FWIW, the death of manufacturing has been highly exaggerated. Of course, it’s less important than it used to be. However, the US is still the world’s #2 exporter, behind China and just ahead of Germany.
“Most jobs that hire unskilled workers do not pay enough to live on.”
A lot of this — not all, but a lot — is just a giant game of musical chairs in disguise. For example, if your city has a million people, and it only has food for half a million, well, then, half a million people are going to starve. If you have a free market, then richer people will bid up the cost of food, so politicians might talk about “income inequality” and the “food gap” and the “high cost of food” and unions and minimum wages and etc. etc. But giving people more money, or even forcibly redistributing food, will not help . It’s simple arithmetic. If there are more people than chairs, someone’s going to go without a chair. It doesn’t matter what economic policies you enact. You can’t make two and two equal five.
Fortunately, we don’t have this situation with food. But, for example, in San Francisco, there is a fixed amount of housing that the city allows to be built. Naturally, this makes housing very expensive. But raising wages, or any other economic policy, will not solve the problem , because no matter what you do there are still way more people than houses. If there are a million people, and only half a million houses, nothing else matters because someone’s going to go without a house (in this case, be forced to leave San Francisco).
Similarly, everyone talks about the “high cost of medicine”. However, in the US, the number of doctors is largely capped by various policies that de facto restrict the number of people who can enter residency programs. Until that’s fixed, it doesn’t matter much what other policies you enact. If there are too many sick people for each doctor, some sick people aren’t going to get treatment. Musical chairs all over again.

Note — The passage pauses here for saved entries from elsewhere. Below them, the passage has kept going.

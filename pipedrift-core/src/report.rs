//! Report model and assembly.
//!
//! Builds the symmetric N x N comparison matrix and the repo-level
//! aggregates from already-fetched workflow documents. Everything here is
//! pure and single-threaded; the concurrent fetch lives in
//! [`crate::engine`].

use std::collections::{BTreeMap, BTreeSet};

use serde::{Deserialize, Serialize};
use utoipa::ToSchema;

use crate::action::Action;
use crate::compare::{
    BUILT_IN_STEP, find_steps_with_different_versions, find_steps_with_similar_config,
};
use crate::workflow::parse_workflow;

/// Drift and similarity findings for one pair of repositories.
///
/// The entry for (A, B) is always identical to the entry for (B, A).
#[derive(Debug, Default, Clone, PartialEq, Eq, Serialize, Deserialize, ToSchema)]
#[serde(rename_all = "camelCase")]
pub struct RepoMeasurements {
    /// Unique reference ids invoked at different versions across the pair.
    pub steps_with_different_versions: Vec<String>,
    /// Number of unique step ids implicated by version drift.
    pub steps_with_different_versions_count: usize,
    /// Unique reference ids with near-duplicate configuration across the
    /// pair.
    pub steps_with_similar_config: Vec<String>,
    /// Number of unique step ids implicated by similar configuration.
    pub steps_with_similar_config_count: usize,
    /// Size of the union of drift-affected and similarity-affected step
    /// ids, i.e. the total steps to touch to reconcile the two
    /// repositories.
    pub duplication_risk_count: usize,
}

/// The full duplication report across all requested repositories.
#[derive(Debug, Default, Clone, PartialEq, Eq, Serialize, Deserialize, ToSchema)]
#[serde(rename_all = "camelCase")]
pub struct Report {
    /// Total repositories processed.
    pub repo_count: usize,
    /// Symmetric comparison matrix keyed by `owner/name` on both axes.
    /// A repository never appears as a key inside its own row.
    pub comparisons: BTreeMap<String, BTreeMap<String, RepoMeasurements>>,
    /// Committers who touched each repository's workflow files.
    pub contributors: BTreeMap<String, Vec<String>>,
    /// Deduplicated union of all contributor lists.
    pub unique_contributors: Vec<String>,
    /// Owner segments of every reference invoked by each repository's
    /// workflows.
    pub action_authors: BTreeMap<String, Vec<String>>,
    /// Security advisory identifiers associated with each repository.
    pub advisories: BTreeMap<String, Vec<String>>,
    /// Number of repositories with a positive duplication risk against at
    /// least one other repository.
    pub repos_with_duplication_or_drift: usize,
}

/// Assemble a [`Report`] from already-fetched workflow text.
///
/// All three maps are keyed by the normalized `owner/name` repository
/// key. Repositories present in `workflows` with an empty document list
/// still appear in the report; their comparisons simply find nothing.
pub fn generate_report_from_workflows(
    workflows: &BTreeMap<String, Vec<String>>,
    contributors: &BTreeMap<String, Vec<String>>,
    advisories: &BTreeMap<String, Vec<String>>,
) -> Report {
    let repo_actions = convert_workflows_to_actions(workflows);
    let repo_names: Vec<&String> = repo_actions.keys().collect();

    let mut report = Report {
        repo_count: repo_names.len(),
        ..Report::default()
    };

    for (index, &repo1) in repo_names.iter().enumerate() {
        let actions1 = &repo_actions[repo1];

        report.contributors.insert(
            repo1.clone(),
            contributors.get(repo1).cloned().unwrap_or_default(),
        );
        report.advisories.insert(
            repo1.clone(),
            advisories.get(repo1).cloned().unwrap_or_default(),
        );
        report
            .action_authors
            .insert(repo1.clone(), action_authors(actions1));

        for &repo2 in &repo_names[index + 1..] {
            let measurements = compare_repo_actions(actions1, &repo_actions[repo2]);

            // Symmetric relation: compute once, mirror.
            report
                .comparisons
                .entry(repo1.clone())
                .or_default()
                .insert(repo2.clone(), measurements.clone());
            report
                .comparisons
                .entry(repo2.clone())
                .or_default()
                .insert(repo1.clone(), measurements);
        }
    }

    report.repos_with_duplication_or_drift =
        count_repos_with_duplication_or_drift(&report.comparisons);
    report.unique_contributors = unique_values(report.contributors.values());

    report
}

/// Normalize each repository's documents into one flattened step list,
/// assigning globally unique document ids in sorted repository order.
fn convert_workflows_to_actions(
    workflows: &BTreeMap<String, Vec<String>>,
) -> BTreeMap<String, Vec<Action>> {
    let mut repo_actions: BTreeMap<String, Vec<Action>> = BTreeMap::new();
    let mut document_id = 0usize;

    for (repo, documents) in workflows {
        let actions = repo_actions.entry(repo.clone()).or_default();
        for document in documents {
            document_id += 1;
            actions.extend(parse_workflow(document, document_id));
        }
    }

    repo_actions
}

fn compare_repo_actions(actions1: &[Action], actions2: &[Action]) -> RepoMeasurements {
    let (drift_ids, drift_references) = find_steps_with_different_versions(actions1, actions2);
    let (similar_ids, similar_references) = find_steps_with_similar_config(actions1, actions2);

    let risk_ids: BTreeSet<&String> = similar_ids.iter().chain(drift_ids.iter()).collect();

    RepoMeasurements {
        steps_with_different_versions: drift_references,
        steps_with_different_versions_count: drift_ids.len(),
        steps_with_similar_config: similar_references,
        steps_with_similar_config_count: similar_ids.len(),
        duplication_risk_count: risk_ids.len(),
    }
}

/// The first path segment of every reference a repository invokes,
/// deduplicated in first-seen order. Script steps map to the built-in
/// sentinel.
fn action_authors(actions: &[Action]) -> Vec<String> {
    let mut authors = Vec::new();
    for action in actions {
        let author = match action.uses.split('/').next() {
            Some("") | None => BUILT_IN_STEP,
            Some(owner) => owner,
        };
        if !authors.iter().any(|existing| existing == author) {
            authors.push(author.to_string());
        }
    }
    authors
}

fn count_repos_with_duplication_or_drift(
    comparisons: &BTreeMap<String, BTreeMap<String, RepoMeasurements>>,
) -> usize {
    comparisons
        .values()
        .filter(|entries| {
            entries
                .values()
                .any(|measurements| measurements.duplication_risk_count > 0)
        })
        .count()
}

fn unique_values<'a>(lists: impl Iterator<Item = &'a Vec<String>>) -> Vec<String> {
    let mut values = Vec::new();
    for value in lists.flatten() {
        if !values.contains(value) {
            values.push(value.clone());
        }
    }
    values
}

And it’s largely the same thing with the “high cost of education”. The elite colleges cap the number of people who can get in, and then fix prices by setting tuition at every college within a few percent of Harvard’s. At one point they, openly, all got together in a smoke-filled room (literally!) and compared students’ financial aid packages, so they could make sure that no one college would ever offer more aid than another. (The government told them to knock it off, but they probably still do it in secret anyway.)